After the initial rally, investors turned their focus back to the usual suspects: the pace of economic activity, progress on inflation, and the speed and magnitude of the Fed's rate-cutting path.
On that front, the US economy continued to show solid growth across a number of indicators, inflation came in slightly above expectation, and the Fed cut policy rates for a second time but again suggested the path of further cuts would be data-dependent. Bond returns got a boost as longer-term rates fell over the second half of November after rising steadily since the Fed’s 50 basis point rate cut in September.

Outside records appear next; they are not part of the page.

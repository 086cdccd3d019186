//! Loader state machine and supersession tests against a scripted fetcher.

use super::*;
use crate::control::AbortToken;
use crate::fetch::FetchResponse;
use crate::listener::{DocumentTitle, TitleListener};
use std::collections::HashMap;
use std::sync::atomic::{AtomicUsize, Ordering};
use std::sync::mpsc;
use std::time::Duration;

const CAFE: &str = r#"{"restaurant":{"name":"Café Central"},"menus":[]}"#;
const LOUNGE: &str = r#"{"restaurant":{"name":"G Lounge"},"menus":[]}"#;

enum Reply {
    Status(u32, &'static str),
    Transport(&'static str),
}

struct Route {
    reply: Reply,
    /// Blocks the transfer until the test sends on the paired sender.
    gate: Option<mpsc::Receiver<()>>,
    /// If false the transfer ignores its abort token (a slow transport).
    honor_abort: bool,
}

#[derive(Default)]
struct ScriptedFetcher {
    routes: Mutex<HashMap<String, Route>>,
    calls: Mutex<Vec<String>>,
    cancelled: AtomicUsize,
}

impl ScriptedFetcher {
    fn reply(&self, id: &str, status: u32, body: &'static str) {
        self.insert(id, Reply::Status(status, body), None, false);
    }

    /// Route whose reply is held back until the returned sender fires.
    fn gated(&self, id: &str, status: u32, body: &'static str, honor_abort: bool) -> mpsc::Sender<()> {
        let (tx, rx) = mpsc::channel();
        self.insert(id, Reply::Status(status, body), Some(rx), honor_abort);
        tx
    }

    fn insert(&self, id: &str, reply: Reply, gate: Option<mpsc::Receiver<()>>, honor_abort: bool) {
        self.routes.lock().unwrap().insert(
            format!("menus/{id}.json"),
            Route {
                reply,
                gate,
                honor_abort,
            },
        );
    }

    fn call_count(&self) -> usize {
        self.calls.lock().unwrap().len()
    }
}

impl MenuFetcher for ScriptedFetcher {
    fn get(&self, url: &str, abort: &AbortToken) -> Result<FetchResponse, FetchError> {
        self.calls.lock().unwrap().push(url.to_string());

        let (gate, honor_abort) = {
            let mut routes = self.routes.lock().unwrap();
            match routes.iter_mut().find(|(suffix, _)| url.ends_with(suffix.as_str())) {
                Some((_, route)) => (route.gate.take(), route.honor_abort),
                None => (None, false),
            }
        };

        if let Some(gate) = gate {
            loop {
                if honor_abort && abort.is_aborted() {
                    self.cancelled.fetch_add(1, Ordering::SeqCst);
                    return Err(FetchError::Cancelled);
                }
                match gate.recv_timeout(Duration::from_millis(5)) {
                    Ok(()) | Err(mpsc::RecvTimeoutError::Disconnected) => break,
                    Err(mpsc::RecvTimeoutError::Timeout) => continue,
                }
            }
        }

        let routes = self.routes.lock().unwrap();
        match routes.iter().find(|(suffix, _)| url.ends_with(suffix.as_str())) {
            Some((_, route)) => match &route.reply {
                Reply::Status(status, body) => Ok(FetchResponse {
                    status: *status,
                    body: body.as_bytes().to_vec(),
                }),
                Reply::Transport(msg) => Err(FetchError::Transport(msg.to_string())),
            },
            None => Ok(FetchResponse {
                status: 404,
                body: Vec::new(),
            }),
        }
    }
}

fn loader(fetcher: &Arc<ScriptedFetcher>) -> MenuLoader {
    let base = Url::parse("https://example.com/lightweight-menu/").unwrap();
    MenuLoader::new(Arc::clone(fetcher) as Arc<dyn MenuFetcher>, base)
}

fn id(s: &str) -> Identifier {
    Identifier::parse(s).unwrap()
}

#[tokio::test]
async fn starts_idle() {
    let fetcher = Arc::new(ScriptedFetcher::default());
    let loader = loader(&fetcher);
    assert_eq!(loader.state(), LoadState::Idle);
    assert!(!loader.is_loading());
    assert!(!loader.is_failed());
}

#[tokio::test]
async fn empty_id_fails_without_network() {
    let fetcher = Arc::new(ScriptedFetcher::default());
    let loader = loader(&fetcher);
    let pending = loader.load("");
    assert!(pending.is_settled());
    pending.wait().await;
    assert_eq!(loader.state(), LoadState::Failed(LoadError::MissingIdentifier));
    assert!(loader.is_failed());

    loader.load("   ").wait().await;
    assert_eq!(loader.error(), Some(LoadError::MissingIdentifier));
    assert_eq!(fetcher.call_count(), 0);
}

#[tokio::test]
async fn non_slug_id_fails_without_network() {
    let fetcher = Arc::new(ScriptedFetcher::default());
    let loader = loader(&fetcher);
    loader.load("../secrets").wait().await;
    assert_eq!(
        loader.error(),
        Some(LoadError::InvalidIdentifier("../secrets".to_string()))
    );
    assert_eq!(fetcher.call_count(), 0);
}

#[tokio::test]
async fn successful_load_publishes_menu_and_title() {
    let fetcher = Arc::new(ScriptedFetcher::default());
    fetcher.reply("cafe-central", 200, CAFE);
    let loader = loader(&fetcher);
    let title = DocumentTitle::new("Menu");
    loader.add_listener(Arc::new(TitleListener::new(title.clone(), "Menu")));

    loader.load("cafe-central").wait().await;

    match loader.state() {
        LoadState::Loaded { id: loaded, menu } => {
            assert_eq!(loaded, id("cafe-central"));
            assert_eq!(menu.display_name(), "Café Central");
        }
        other => panic!("expected Loaded, got {other:?}"),
    }
    assert!(title.get().contains("Café Central"));
    assert_eq!(
        fetcher.calls.lock().unwrap().as_slice(),
        ["https://example.com/lightweight-menu/menus/cafe-central.json"]
    );
}

#[tokio::test]
async fn http_404_is_not_found() {
    let fetcher = Arc::new(ScriptedFetcher::default());
    let loader = loader(&fetcher);
    let title = DocumentTitle::new("Before");
    loader.add_listener(Arc::new(TitleListener::new(title.clone(), "Menu")));

    loader.load("missing").wait().await;
    assert_eq!(
        loader.error(),
        Some(LoadError::NotFound {
            id: id("missing"),
            status: 404
        })
    );
    assert_eq!(title.get(), "Before");
}

#[tokio::test]
async fn empty_object_is_malformed() {
    let fetcher = Arc::new(ScriptedFetcher::default());
    fetcher.reply("empty", 200, "{}");
    fetcher.reply("html", 200, "<html></html>");
    let loader = loader(&fetcher);

    loader.load("empty").wait().await;
    assert!(matches!(
        loader.error(),
        Some(LoadError::MalformedDocument { .. })
    ));

    loader.load("html").wait().await;
    assert!(matches!(
        loader.error(),
        Some(LoadError::MalformedDocument { .. })
    ));
}

#[tokio::test]
async fn transport_failure_is_unreachable() {
    let fetcher = Arc::new(ScriptedFetcher::default());
    fetcher.insert("down", Reply::Transport("could not resolve host"), None, false);
    let loader = loader(&fetcher);
    loader.load("down").wait().await;
    match loader.error() {
        Some(LoadError::Unreachable { id: failed, reason }) => {
            assert_eq!(failed, id("down"));
            assert!(reason.contains("resolve"));
        }
        other => panic!("expected Unreachable, got {other:?}"),
    }
}

#[tokio::test]
async fn loading_clears_previous_menu() {
    let fetcher = Arc::new(ScriptedFetcher::default());
    fetcher.reply("cafe-central", 200, CAFE);
    let release = fetcher.gated("g-lounge", 200, LOUNGE, false);
    let loader = loader(&fetcher);

    loader.load("cafe-central").wait().await;
    assert!(loader.menu().is_some());

    let pending = loader.load("g-lounge");
    assert_eq!(loader.state(), LoadState::Loading { id: id("g-lounge") });
    assert!(loader.menu().is_none());
    assert!(loader.is_loading());

    release.send(()).unwrap();
    pending.wait().await;
    assert_eq!(loader.menu().unwrap().display_name(), "G Lounge");
}

#[tokio::test]
async fn late_response_of_superseded_load_is_discarded() {
    let fetcher = Arc::new(ScriptedFetcher::default());
    let release_first = fetcher.gated("cafe-central", 200, CAFE, false);
    fetcher.reply("g-lounge", 200, LOUNGE);
    let loader = loader(&fetcher);
    let title = DocumentTitle::new("Menu");
    loader.add_listener(Arc::new(TitleListener::new(title.clone(), "Menu")));

    let first = loader.load("cafe-central");
    let second = loader.load("g-lounge");
    second.wait().await;
    assert_eq!(loader.menu().unwrap().display_name(), "G Lounge");

    // The first response arrives after the second one settled.
    release_first.send(()).unwrap();
    first.wait().await;

    assert_eq!(fetcher.call_count(), 2);
    match loader.state() {
        LoadState::Loaded { id: loaded, .. } => assert_eq!(loaded, id("g-lounge")),
        other => panic!("expected g-lounge, got {other:?}"),
    }
    assert_eq!(title.get(), "G Lounge | Menu");
}

#[tokio::test]
async fn late_failure_of_superseded_load_is_not_surfaced() {
    let fetcher = Arc::new(ScriptedFetcher::default());
    let release_first = fetcher.gated("broken", 500, "", false);
    fetcher.reply("g-lounge", 200, LOUNGE);
    let loader = loader(&fetcher);

    let first = loader.load("broken");
    loader.load("g-lounge").wait().await;
    release_first.send(()).unwrap();
    first.wait().await;

    assert!(!loader.is_failed());
    assert_eq!(loader.menu().unwrap().display_name(), "G Lounge");
}

#[tokio::test]
async fn supersede_raises_abort_token() {
    let fetcher = Arc::new(ScriptedFetcher::default());
    let _never = fetcher.gated("slow", 200, CAFE, true);
    fetcher.reply("g-lounge", 200, LOUNGE);
    let loader = loader(&fetcher);

    let first = loader.load("slow");
    loader.load("g-lounge").wait().await;
    first.wait().await;

    assert_eq!(fetcher.cancelled.load(Ordering::SeqCst), 1);
    assert_eq!(loader.menu().unwrap().display_name(), "G Lounge");
}

#[tokio::test]
async fn empty_load_supersedes_pending_request() {
    let fetcher = Arc::new(ScriptedFetcher::default());
    let release = fetcher.gated("cafe-central", 200, CAFE, false);
    let loader = loader(&fetcher);

    let first = loader.load("cafe-central");
    loader.load("").wait().await;
    release.send(()).unwrap();
    first.wait().await;

    assert_eq!(loader.error(), Some(LoadError::MissingIdentifier));
}

#[tokio::test]
async fn reject_supersedes_pending_request_without_network() {
    let fetcher = Arc::new(ScriptedFetcher::default());
    let release = fetcher.gated("cafe-central", 200, CAFE, true);
    let loader = loader(&fetcher);

    let first = loader.load("cafe-central");
    loader.reject(LoadError::InvalidIdentifier("nowhere".to_string()));
    let _ = release.send(());
    first.wait().await;

    assert_eq!(
        loader.error(),
        Some(LoadError::InvalidIdentifier("nowhere".to_string()))
    );
    assert_eq!(
        loader.error().unwrap().user_message(),
        "This menu doesn't exist."
    );
    assert_eq!(fetcher.call_count(), 1);
    assert!(loader.menu().is_none());
}

#[tokio::test]
async fn reload_refetches_last_identifier() {
    let fetcher = Arc::new(ScriptedFetcher::default());
    fetcher.reply("cafe-central", 200, CAFE);
    let loader = loader(&fetcher);

    loader.load(" cafe-central ").wait().await;
    assert_eq!(loader.last_requested().as_deref(), Some("cafe-central"));
    loader.reload().wait().await;

    assert_eq!(fetcher.call_count(), 2);
    assert!(loader.menu().is_some());
}

#[tokio::test]
async fn reload_without_history_is_missing() {
    let fetcher = Arc::new(ScriptedFetcher::default());
    let loader = loader(&fetcher);
    loader.reload().wait().await;
    assert_eq!(loader.error(), Some(LoadError::MissingIdentifier));
}

#[tokio::test]
async fn cancel_returns_to_idle_and_drops_result() {
    let fetcher = Arc::new(ScriptedFetcher::default());
    let release = fetcher.gated("cafe-central", 200, CAFE, false);
    let loader = loader(&fetcher);

    let pending = loader.load("cafe-central");
    loader.cancel();
    assert_eq!(loader.state(), LoadState::Idle);

    release.send(()).unwrap();
    pending.wait().await;
    assert_eq!(loader.state(), LoadState::Idle);
}

#[tokio::test]
async fn drop_cancels_outstanding_request() {
    let fetcher = Arc::new(ScriptedFetcher::default());
    let release = fetcher.gated("cafe-central", 200, CAFE, false);
    let loader = loader(&fetcher);
    let title = DocumentTitle::new("Menu");
    loader.add_listener(Arc::new(TitleListener::new(title.clone(), "Menu")));
    let rx = loader.subscribe();

    let pending = loader.load("cafe-central");
    drop(loader);
    release.send(()).unwrap();
    pending.wait().await;

    assert!(rx.borrow().is_loading());
    assert_eq!(title.get(), "Menu");
}

#[tokio::test]
async fn subscribers_see_transitions() {
    let fetcher = Arc::new(ScriptedFetcher::default());
    let release = fetcher.gated("cafe-central", 200, CAFE, false);
    let loader = loader(&fetcher);
    let mut rx = loader.subscribe();

    let pending = loader.load("cafe-central");
    assert!(rx.has_changed().unwrap());
    assert!(rx.borrow_and_update().is_loading());

    release.send(()).unwrap();
    tokio::time::timeout(Duration::from_secs(5), rx.changed())
        .await
        .expect("state change")
        .unwrap();
    assert!(rx.borrow().menu().is_some());
    pending.wait().await;
}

- Third-quarter earnings for the S&P solidly beat expectations, rising 8.9% from a year earlier.1
- Consumers continue to fuel the economy with retail sales up more than expected in October.2
- Existing home sales rose in October, posting the first annual gain in over three years.3
- Inflation rose slightly more than forecasted in the latest month.4
- The Fed cut rates by 25bp in November, but expectations for a December cut have decreased.5
- The yield on the 10-year Treasuries ended the month at 4.18%, down 10bp from October.6
Strong economy + stubborn prices
= slower rate cuts
After the Fed cut policy rates by 25bp on November 7th, Chair Powell suggested that “the economy is not sending any signals that we need to be in a hurry to lower rates.”7 Add sluggish progress on inflation, and investors can assume that while the path of lowering interest rates has not changed, the speed of those moves may have decelerated. Indeed, markets are much less confident of another rate cut at the Fed’s December meeting, with futures markets now suggesting a 38% chance of no cut vs just 17% at the start of November.8
Further complicating the picture is the impact of the economic policies that will be put in place by the new administration and Congress. Many proposals on tariffs, immigration, regulation, taxes, and spending have been floated both during the campaign and since the election, but it is important to note that the details of actual legislation or executive orders remain uncertain. When asked about how to incorporate the potential policy changes into interest rate decisions, Fed Chair Powell said, “we don’t know what the timing and substance of any policy changes will be. We therefore don’t know what the effects on the economy would be — specifically, whether and to what extent those policies would matter for the achievement of our goal variables: maximum employment and price stability. We don’t guess, we don’t speculate, and we don’t assume”.9 Still, while the Fed might not speculate, the current posture for many investors seems to be that, as J.P. Morgan described, the “prospects of pro-growth policies and deregulation overshadow the risks of tariffs and rising deficits.” 10
Regardless of the impact on the pace of monetary policy easing, the early market moves show a broadening out of leadership, especially to economically sensitive sectors (cyclicals and small cap, for example), weakness in international markets relative to the U.S., a stronger dollar, gains in crypto currencies and some upward pressure on longer-term interest rates to name a few. These initial moves may prove temporary or overdone, so it is wise for investors to remain focused on the underlying fundamentals, especially corporate earnings and inflation, as these dimensions ultimately influence markets far more than any government policies.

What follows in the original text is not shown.